In 1997, psychologist Mark Freeman wrote:

Tolstoy's book is about many things: the tyranny of bourgeois niceties, the terrible weak spots of the human heart, the primacy and elision of death. But more than anything, I would offer, it is about the consequences of living without meaning, that is, without a true and abiding connection to one's life

Indeed, the mundane portrayal of Ivan's life coupled with the dramatization of his long and grueling battle with death seems to directly reflect Tolstoy's theories about moral living, which he largely derived during his sabbatical from personal and professional duties in 1877. In his lectures on Russian literature, Russian-born novelist and critic Vladimir Nabokov argues that, for Tolstoy, a sinful life such as Ivan's is moral death. Therefore, death, the return of the soul to God, is, for Tolstoy, moral life. To quote Nabokov: "The Tolstoyan formula is: Ivan lived a bad life and since the bad life is nothing but the death of the soul, then Ivan lived a living death; and since beyond death is God's living light, then Ivan died into a new life—Life with a capital L."

Tolstoy struggled greatly with self-doubt and spiritual reflection, especially as he grew close to his own death in 1910. In his book Confession, which was published in 1882, Tolstoy writes:

No matter how often I may be told, "You cannot understand the meaning of life so do not think about it, but live," I can no longer do it: I have already done it too long. I cannot now help seeing day and night going round and bringing me to death. That is all I see, for that alone is true. All else is false.

This epiphany caused significant spiritual upheaval in Tolstoy's life, prompting him to question the Russian Orthodox Church, sexuality, education, serfdom, etc. The literature Tolstoy composed during this period is some of his most controversial and philosophical, including The Death of Ivan Ilyich and short stories such as The Kreutzer Sonata and The Devil. From a biographical standpoint, therefore, it is possible to interpret The Death of Ivan Ilyich as a manifestation of Tolstoy's embroilment with death and the meaning of his own life during his final years. In other words, by dramatizing a particular sort of lifestyle and its unbearable decline, Tolstoy imparts his philosophy that success as it is judged by society, such as Ivan Ilyich's, comes at a great moral cost, and if one decides to pay this cost, life becomes hollow, insincere, and worse than death.

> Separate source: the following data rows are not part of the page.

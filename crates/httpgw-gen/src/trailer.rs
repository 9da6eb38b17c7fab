//! Service registration emission.
//!
//! The trailer of a generated file: one lazily-built route pattern per
//! binding, then one `register_*` procedure per eligible service wiring
//! every binding into the serve mux. The registration closure owns the full
//! request lifecycle around the translation function: latency measurement,
//! admission, connection leasing, completion notification, and response
//! forwarding.

use crate::{GenError, config::GenConfig, handler::BindingContext, helper, shape::MethodShape};
use httpgw_descriptor::{node::Service, registry::Registry};
use proc_macro2::TokenStream;
use quote::{format_ident, quote};

/// The compiled route pattern for one binding.
pub fn pattern_static(ctx: &BindingContext<'_>) -> TokenStream {
    let ident = ctx.pattern_ident();
    let tmpl = &ctx.binding.path;
    let version = tmpl.version;
    let op_codes = &tmpl.op_codes;
    let pool = &tmpl.pool;
    let verb = tmpl.verb.as_deref().unwrap_or("");
    let assume_colon_verb = ctx.config.assume_colon_verb();

    quote! {
        static #ident: ::std::sync::LazyLock<::httpgw_runtime::Pattern> =
            ::std::sync::LazyLock::new(|| ::httpgw_runtime::Pattern::new(
                #version,
                &[#(#op_codes),*],
                &[#(#pool),*],
                #verb,
                #assume_colon_verb,
            ));
    }
}

/// The registration procedure for one service, covering every binding of
/// every method.
pub fn register_fn(
    package: &str,
    service: &Service,
    registry: &Registry,
    config: &GenConfig,
) -> Result<TokenStream, GenError> {
    let fn_name = format_ident!(
        "register_{}_{}",
        helper::snake(&service.name),
        helper::snake(&config.register_func_suffix),
    );
    let service_name = &service.name;

    let mut routes = Vec::new();
    for method in &service.methods {
        for binding in &method.bindings {
            let ctx = BindingContext {
                package,
                service,
                method,
                binding,
                registry,
                config,
            };
            routes.push(route(&ctx));
        }
    }

    Ok(quote! {
        #[doc = concat!(
            "Register HTTP routes for `", #service_name,
            "` onto `mux`, proxying to connections leased from `endpoint`.",
        )]
        #[allow(clippy::too_many_lines)]
        pub fn #fn_name(
            ctx: ::httpgw_runtime::ServeContext,
            mux: &mut ::httpgw_runtime::ServeMux,
            endpoint: ::httpgw_runtime::EndpointResolver,
            opts: ::httpgw_runtime::DialOptions,
            conns: ::std::option::Option<::httpgw_runtime::ConnProvider>,
            admit: ::httpgw_runtime::AdmissionHook,
            done: ::httpgw_runtime::CompletionHook,
            latency: ::httpgw_runtime::LatencyHook,
        ) -> ::std::result::Result<(), ::httpgw_runtime::RegisterError> {
            let factory = ::httpgw_runtime::ConnFactory::new(endpoint, opts, conns)?;
            #(#routes)*
            Ok(())
        }
    })
}

// One mux route: the closure captures its service-wide collaborators by
// clone and drives the binding's request function.
fn route(ctx: &BindingContext<'_>) -> TokenStream {
    let verb = ctx.binding.verb.to_string();
    let pattern = ctx.pattern_ident();
    let method_key = ctx.method_key();
    let request_fn = ctx.request_fn_ident();
    let client_new = helper::client_new(&ctx.service.name);

    // generation-time choice: cancellation scope follows the inbound
    // request, or stays detached from it
    let call_ctx = if ctx.config.use_request_context {
        quote!(let call_ctx = ctx.for_request(&req);)
    } else {
        quote!(let call_ctx = ctx.detached();)
    };

    let forward = forward(ctx);

    quote! {
        {
            let ctx = ctx.clone();
            let factory = factory.clone();
            let admit = admit.clone();
            let done = done.clone();
            let latency = latency.clone();
            mux.handle(
                #verb,
                &#pattern,
                ::httpgw_runtime::route(move |w, mut req, path_params| {
                    let ctx = ctx.clone();
                    let factory = factory.clone();
                    let admit = admit.clone();
                    let done = done.clone();
                    let latency = latency.clone();
                    async move {
                        let _timer = ::httpgw_runtime::LatencyTimer::start(#method_key, latency);
                        #call_ctx
                        let marshaler = ::httpgw_runtime::marshaler_for_request(&req);
                        match admit(#method_key, &req).await {
                            Ok(true) => {}
                            Ok(false) => {
                                ::httpgw_runtime::forward_error(
                                    w,
                                    &req,
                                    marshaler.as_ref(),
                                    ::tonic::Status::unauthenticated("not login yet"),
                                );
                                return;
                            }
                            Err(status) => {
                                ::httpgw_runtime::forward_error(w, &req, marshaler.as_ref(), status);
                                return;
                            }
                        }
                        let lease = match factory.acquire().await {
                            Ok(lease) => lease,
                            Err(e) => {
                                ::httpgw_runtime::forward_error(
                                    w,
                                    &req,
                                    marshaler.as_ref(),
                                    ::tonic::Status::unavailable(e.to_string()),
                                );
                                return;
                            }
                        };
                        let mut client = #client_new(lease.channel());
                        match #request_fn(&call_ctx, marshaler.as_ref(), &mut client, &mut req, &path_params).await {
                            #forward
                            Err(status) => {
                                ::httpgw_runtime::forward_error(w, &req, marshaler.as_ref(), status);
                            }
                        }
                    }
                }),
            );
        }
    }
}

// The success arm: notify the completion hook, then forward either the
// single message (optionally narrowed to a response sub-field) or the
// stream handle.
fn forward(ctx: &BindingContext<'_>) -> TokenStream {
    let method_key = ctx.method_key();

    if MethodShape::of(ctx.method).returns_stream() {
        quote! {
            Ok((stream, metadata)) => {
                done(#method_key, ::httpgw_runtime::Outcome::Stream, w, &req);
                ::httpgw_runtime::forward_response_stream(
                    &call_ctx, metadata, marshaler.as_ref(), w, &req, stream,
                );
            }
        }
    } else {
        let resp_expr = ctx.binding.response_body.as_ref().map_or_else(
            || quote!(&resp),
            |path| {
                let segs = path
                    .segments()
                    .iter()
                    .map(|s| format_ident!("{}", helper::snake(s)));
                quote!(&resp #(.#segs)*)
            },
        );

        quote! {
            Ok((resp, metadata)) => {
                done(#method_key, ::httpgw_runtime::Outcome::Message(&resp), w, &req);
                ::httpgw_runtime::forward_response_message(
                    &call_ctx, metadata, marshaler.as_ref(), w, &req, #resp_expr,
                );
            }
        }
    }
}

#[cfg(test)]
mod tests {
    use super::*;
    use httpgw_descriptor::{
        node::{Binding, Field, Message, Method},
        path::{FieldPath, PathTemplate},
        types::{FieldKind, HttpVerb, ScalarKind},
    };

    fn service() -> (Service, Registry) {
        let request = Message {
            name: "GetItemRequest".to_string(),
            fields: vec![Field {
                name: "id".to_string(),
                kind: FieldKind::Scalar(ScalarKind::String),
                repeated: false,
            }],
        };
        let response = Message {
            name: "GetItemResponse".to_string(),
            fields: vec![Field {
                name: "item".to_string(),
                kind: FieldKind::Message(".items.Item".to_string()),
                repeated: false,
            }],
        };

        let mut registry = Registry::new();
        registry.insert_message(".items.GetItemRequest", request);
        registry.insert_message(".items.GetItemResponse", response);

        let service = Service {
            name: "Items".to_string(),
            additional_imports: vec![],
            methods: vec![Method {
                name: "GetItem".to_string(),
                request_type: ".items.GetItemRequest".to_string(),
                response_type: ".items.GetItemResponse".to_string(),
                client_streaming: false,
                server_streaming: false,
                bindings: vec![Binding {
                    index: 0,
                    verb: HttpVerb::Get,
                    path: PathTemplate {
                        version: 1,
                        op_codes: vec![2, 0, 2, 1, 1, 0],
                        pool: vec!["v1".to_string(), "items".to_string()],
                        verb: None,
                        template: "/v1/items/{id}".to_string(),
                    },
                    body: None,
                    response_body: None,
                    path_params: vec![],
                }],
                comment: None,
            }],
        };

        (service, registry)
    }

    fn ctx<'a>(
        service: &'a Service,
        registry: &'a Registry,
        config: &'a GenConfig,
    ) -> BindingContext<'a> {
        BindingContext {
            package: "items",
            service,
            method: &service.methods[0],
            binding: &service.methods[0].bindings[0],
            registry,
            config,
        }
    }

    #[test]
    fn pattern_static_carries_the_compiled_template() {
        let (service, registry) = service();
        let config = GenConfig::default();
        let text = pattern_static(&ctx(&service, &registry, &config)).to_string();

        assert!(text.contains("PATTERN_ITEMS_GET_ITEM_0"));
        assert!(text.contains("LazyLock"));
        assert!(text.contains("\"v1\" , \"items\""));
        // assume-colon-verb default
        assert!(text.contains("true"));
    }

    #[test]
    fn colon_segments_flag_inverts_into_the_pattern() {
        let (service, registry) = service();
        let config = GenConfig {
            allow_colon_final_segments: true,
            ..GenConfig::default()
        };
        let text = pattern_static(&ctx(&service, &registry, &config)).to_string();
        assert!(text.contains("false"));
    }

    #[test]
    fn register_fn_name_follows_the_configured_suffix() {
        let (service, registry) = service();
        let config = GenConfig {
            register_func_suffix: "GatewayClient".to_string(),
            ..GenConfig::default()
        };
        let text = register_fn("items", &service, &registry, &config)
            .unwrap()
            .to_string();
        assert!(text.contains("register_items_gateway_client"));
    }

    #[test]
    fn route_runs_admission_before_leasing_a_connection() {
        let (service, registry) = service();
        let config = GenConfig::default();
        let text = register_fn("items", &service, &registry, &config)
            .unwrap()
            .to_string();

        let admit = text.find("admit (\"items.Items/GetItem\"").unwrap();
        let lease = text.find("factory . acquire").unwrap();
        let call = text.find("request_items_get_item_0").unwrap();
        assert!(admit < lease && lease < call);
        assert!(text.contains("not login yet"));
        assert!(text.contains("LatencyTimer :: start"));
    }

    #[test]
    fn request_context_choice_is_burned_in_at_generation_time() {
        let (service, registry) = service();

        let scoped = register_fn("items", &service, &registry, &GenConfig::default())
            .unwrap()
            .to_string();
        assert!(scoped.contains("ctx . for_request"));

        let detached_cfg = GenConfig {
            use_request_context: false,
            ..GenConfig::default()
        };
        let detached = register_fn("items", &service, &registry, &detached_cfg)
            .unwrap()
            .to_string();
        assert!(detached.contains("ctx . detached"));
        assert!(!detached.contains("for_request"));
    }

    #[test]
    fn response_body_narrows_the_forwarded_message() {
        let (mut service, registry) = service();
        service.methods[0].bindings[0].response_body = Some(FieldPath::parse("item"));
        let config = GenConfig::default();
        let text = register_fn("items", &service, &registry, &config)
            .unwrap()
            .to_string();

        assert!(text.contains("& resp . item"));
        // completion hook still sees the whole response
        assert!(text.contains("Outcome :: Message (& resp)"));
    }

    #[test]
    fn streaming_route_forwards_the_stream_handle() {
        let (mut service, registry) = service();
        service.methods[0].server_streaming = true;
        let config = GenConfig::default();
        let text = register_fn("items", &service, &registry, &config)
            .unwrap()
            .to_string();

        assert!(text.contains("Outcome :: Stream"));
        assert!(text.contains("forward_response_stream"));
        assert!(!text.contains("forward_response_message"));
    }
}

Martin Heidegger's magnum opus Being and Time (1927) refers to the novella as an illustration of Being toward death.

==English translations==
- Aylmer and Louise Maude
- Constance Garnett (1902)
- Rosemary Edmonds (1960)
- Lynn Solotaroff (1981)
- Anthony Briggs (2006)
- Ian Dreiblatt (2008)
- Richard Pevear and Larissa Volokhonsky (2009)
- Peter Carson (2013)
- Nicolas Pasternak Slater (2015)
- Kirsten Lodge (2016)

== Adaptations ==

Film
- Ikiru (1952) directed by Akira Kurosawa
- A Simple Death (1985) directed by Alexander Kaidanovsky
- Ivans Xtc (2000) directed by Bernard Rose
- The Last Step (2005) directed by Ali Mosaffa
- Living (2022) directed by Oliver Hermanus
- The Death of Ivan Ilyich (2024) directed by David Seymour

Opera
- Death of Ivan Ilych (2021): A full-length chamber opera in one act, composed by John Young with libretto by Alan Olejniczak. A co-partnership premiere with Opera Orlando and Thompson Street Opera Company.